March 2006 – Vik's Blog

Update (9/25): A Short Presentation On This (forgot to link)
Update (5/06): An Algorithmic Update
Update (3/29): Added a Motivation section

Motivation

After reviewing the comments/emails I’ve received so far, I realized my article could make the motivation clearer. As I’ve mentioned in this post/comments, I agree with everyone regarding basic tagging – it’s by far the simplest way for any user to organize their media/text so that others can search/relate their content. I don’t see this ever going away. However, I decided to take a step back in this article and look at the issues with the current tagging model and examine an alternative method, namely hierarchical multi-labeling. Hierarchical multi-labeling solves many of the issues concerning basic tagging and should lend to better auto-tagging algorithms since it tells us how tags are related to each other. I definitely agree this isn’t something we should expect the average user to perform – but I do think power users and content aggregators like Google News could benefit greatly from this tagging model.

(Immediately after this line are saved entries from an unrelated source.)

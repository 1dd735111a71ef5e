use std::sync::Arc;

use anyhow::{bail, Context, Result};
use clap::Parser;
use stepwise_core::{Run, RunStatus};
use stepwise_db::{SqliteStore, Store};
use stepwise_runner::config::{Cli, Command};
use stepwise_runner::ports::claude_cli::ClaudeCliReasoning;
use stepwise_runner::ports::console::ConsoleConfirmation;
use stepwise_runner::ports::workspace_tools::WorkspaceTools;
use stepwise_runner::{Orchestrator, Ports};
use tracing::{info, warn};

#[tokio::main]
async fn main() -> Result<()> {
    tracing_subscriber::fmt()
        .with_writer(std::io::stderr)
        .with_env_filter(
            tracing_subscriber::EnvFilter::try_from_default_env()
                .unwrap_or_else(|_| tracing_subscriber::EnvFilter::new("info")),
        )
        .init();

    let cli = Cli::parse();
    let store: Arc<dyn Store> = Arc::new(match &cli.db_path {
        Some(path) => SqliteStore::open_path(path)?,
        None => SqliteStore::open_default()?,
    });

    match &cli.command {
        Command::Show { run_id } => return show(store.as_ref(), run_id).await,
        Command::List => return list(store.as_ref()).await,
        _ => {}
    }

    let orchestrator = build_orchestrator(&cli, store.clone())?;
    let cancel = orchestrator.cancellation_token();
    tokio::spawn(async move {
        if tokio::signal::ctrl_c().await.is_ok() {
            warn!("interrupt received, cancelling run");
            cancel.cancel();
        }
    });

    match &cli.command {
        Command::Run { requirement } => {
            orchestrator.preflight().await?;
            let run = orchestrator.run(requirement).await?;
            report(&run)
        }
        Command::Review { requirement } => {
            let run = orchestrator.plan(requirement).await?;
            println!("{}", run.id);
            Ok(())
        }
        Command::Execute { run_id } => {
            let run = store
                .get_run(run_id)
                .await
                .with_context(|| format!("load run {run_id}"))?;
            if run.status() != RunStatus::Pending {
                bail!("run {} is {}, only pending runs can be executed", run.id, run.status());
            }
            orchestrator.preflight().await?;
            let run = orchestrator.execute(run).await?;
            report(&run)
        }
        Command::Show { .. } | Command::List => Ok(()),
    }
}

fn build_orchestrator(cli: &Cli, store: Arc<dyn Store>) -> Result<Orchestrator> {
    let workspace = cli
        .workspace
        .canonicalize()
        .with_context(|| format!("workspace {}", cli.workspace.display()))?;
    info!("workspace: {}", workspace.display());

    let mut reasoning = ClaudeCliReasoning::new(&workspace);
    reasoning.binary = cli.claude_bin.clone();
    reasoning.model = cli.model.clone();
    reasoning.anthropic_base_url = cli.anthropic_base_url.clone();
    reasoning.anthropic_auth_token = cli.anthropic_auth_token.clone();
    reasoning.timeout = cli.reasoning_timeout();
    reasoning.kill_grace = cli.kill_grace();

    let mut config = cli.orchestrator_config();
    if matches!(cli.command, Command::Review { .. }) {
        config.review_plan = true;
    }

    let ports = Ports {
        reasoning: Arc::new(reasoning),
        tools: Arc::new(WorkspaceTools::new(workspace)),
        confirmation: Arc::new(ConsoleConfirmation::new()),
        store,
    };
    Ok(Orchestrator::new(ports, config))
}

/// Print the deliverable to stdout; a failed run is an error exit.
fn report(run: &Run) -> Result<()> {
    for subtask in run.failed_subtasks() {
        if let Some(failure) = subtask.failure() {
            warn!(
                "subtask {} ({}) failed: {}",
                subtask.position + 1,
                subtask.description,
                failure
            );
        }
    }
    if let Some(deliverable) = run.deliverable() {
        if deliverable.is_partial() {
            warn!("integration failed, printing partial results");
        }
        println!("{}", deliverable.render());
    }
    if run.status() == RunStatus::Failed {
        bail!(
            "run {} failed: {}",
            run.id,
            run.error_message().unwrap_or("unknown error")
        );
    }
    Ok(())
}

async fn show(store: &dyn Store, run_id: &str) -> Result<()> {
    let run = store
        .get_run(run_id)
        .await
        .with_context(|| format!("load run {run_id}"))?;
    println!("run {} [{}]", run.id, run.status());
    println!("requirement: {}", run.requirement);
    if let Some(message) = run.error_message() {
        println!("error: {message}");
    }
    for subtask in run.subtasks() {
        println!(
            "\n{}. {} [{}]",
            subtask.position + 1,
            subtask.description,
            subtask.state()
        );
        if let Some(mode) = subtask.mode() {
            println!("   mode: {mode}, attempts: {}", subtask.attempts());
        }
        println!("   context entries: {}", subtask.context().len());
        if let Some(failure) = subtask.failure() {
            println!("   failure: {failure}");
        }
        for error in subtask.errors() {
            println!("   error ({}): {}", error.kind.as_str(), error.message);
        }
        for exchange in store.list_info_exchanges(&subtask.id).await? {
            let answer = if exchange.response.declined {
                "declined".to_string()
            } else {
                format!("{} chars", exchange.response.value.as_deref().unwrap_or("").len())
            };
            println!(
                "   info round {} ({}): {} -> {}",
                exchange.request.round, exchange.request.kind, exchange.request.question, answer
            );
        }
        for report in store.list_validation_reports(&subtask.id).await? {
            println!(
                "   validation attempt {} ({}): valid={} score={:.2}",
                report.attempt,
                report.source.as_str(),
                report.is_valid,
                report.score
            );
        }
    }
    if let Some(deliverable) = run.deliverable() {
        println!("\n{}", deliverable.render());
    }
    Ok(())
}

async fn list(store: &dyn Store) -> Result<()> {
    let runs = store.list_runs().await?;
    if runs.is_empty() {
        println!("no runs");
    }
    for run in runs {
        println!(
            "{}  {:<9}  {}  {}",
            run.id,
            run.status().as_str(),
            run.created_at.format("%Y-%m-%d %H:%M"),
            run.requirement
        );
    }
    Ok(())
}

One of my goals this semester is to let anyone (most likely a hardcore geek) pass a tag network and training data (both represented as files) to my web service and I generate for them a classifier page (with a search box that takes in a webpage link or a string of words). Click ‘Classify’ and it’ll return the best set of tags for that input based off the training data examples. Services can use this to classify their news articles, emails, bookmarks, etc. Notice the grunt work (which isn’t too bad) is done by a geek, but all users can benefit from such a system.

Anyway, hope you enjoy the read and please comment if possible.

On Digg:

http://digg.com/software/Why_current_tagging_sucks,_and_how_to_fix_it

Two ways we can improve upon tagging:

Support label hierarchies/groupings
Use multiple (but ‘normalized’, explained below) labels per object

Why Hierarchical Tags?

Many app’s make use of a single level hierarchy of tags

Ex’s: Flickr, Gmail, Google Base, Technorati, WordPress, Delicious, YouTube
Big buzz around tagging
Finally provides users a simple way to structure their unstructured content (typically text, photos, video, and music media)
Makes it easier to search for related items

But one level hierarchy has issues

Namespace – redundant/similar named tags treated differently – wasteful
Not normalized – tags are not equal, general and specific in the same level
Loses relationships among different tags (how is tag x and tag y causally related?)
One level hierarchy labels are really just keywords
Not much different than a concise textual description
Only provides structural support if multiple documents use same tags
In it’s current form, it’s an unstructured way of structuring unstructured content
But better than nothing

Very simple Ex: Gmail has a one level hierarchy of tags

I get an email regarding my CS294 class, so I tag it with ‘CS294’
However, I would also like to be able to search through all emails
relevant to school, so I have to tag it with label ‘Coursework’
But ‘Coursework’ encompasses ‘CS294’
I have to redundantly add Coursework to each CS294 tagged email even though ‘CS294’ implies ‘Coursework’
I could label it ‘Coursework\CS294’, but that’s just one tag specific to
CS294, I can’t separate out the ‘Coursework’ part for search
This slashing technique, popularized in many Delicious sites, provides hierarchy in name only
- Fails to capture any practical benefits like searching or relating different hierarchies

Why Multi-Label?

Objects typically (and should) fall under several categories

Many cool AI applications/data representations motivate multiple labels:

Medical Diagnosis
- Real life Dr. House without the attitude
- Normally many causes/diseases associated to a set of health features
- Help diagnosticians to narrow down on the most likely set of causes

Computer Vision (i.e. Flickr, Riya, espgame.org, peekaboom.com)
- For ex. Espgame/Peekaboom collect many labels for images/pixels
- Could use their data to train computer vision learners for auto-tagging

Email/Filesystems/Databases/Search (i.e. Gmail, WinFS, SQL, Google Base)
- File/Directory concept outdated
- ‘Files’ are really objects which have metadata and relational aspects
- Multi-Labels present a great, simple way to structure the diverse unstructured content in a file
- (side-note: hierarchical tags could be used to provide backwards compatibility with File/Directory)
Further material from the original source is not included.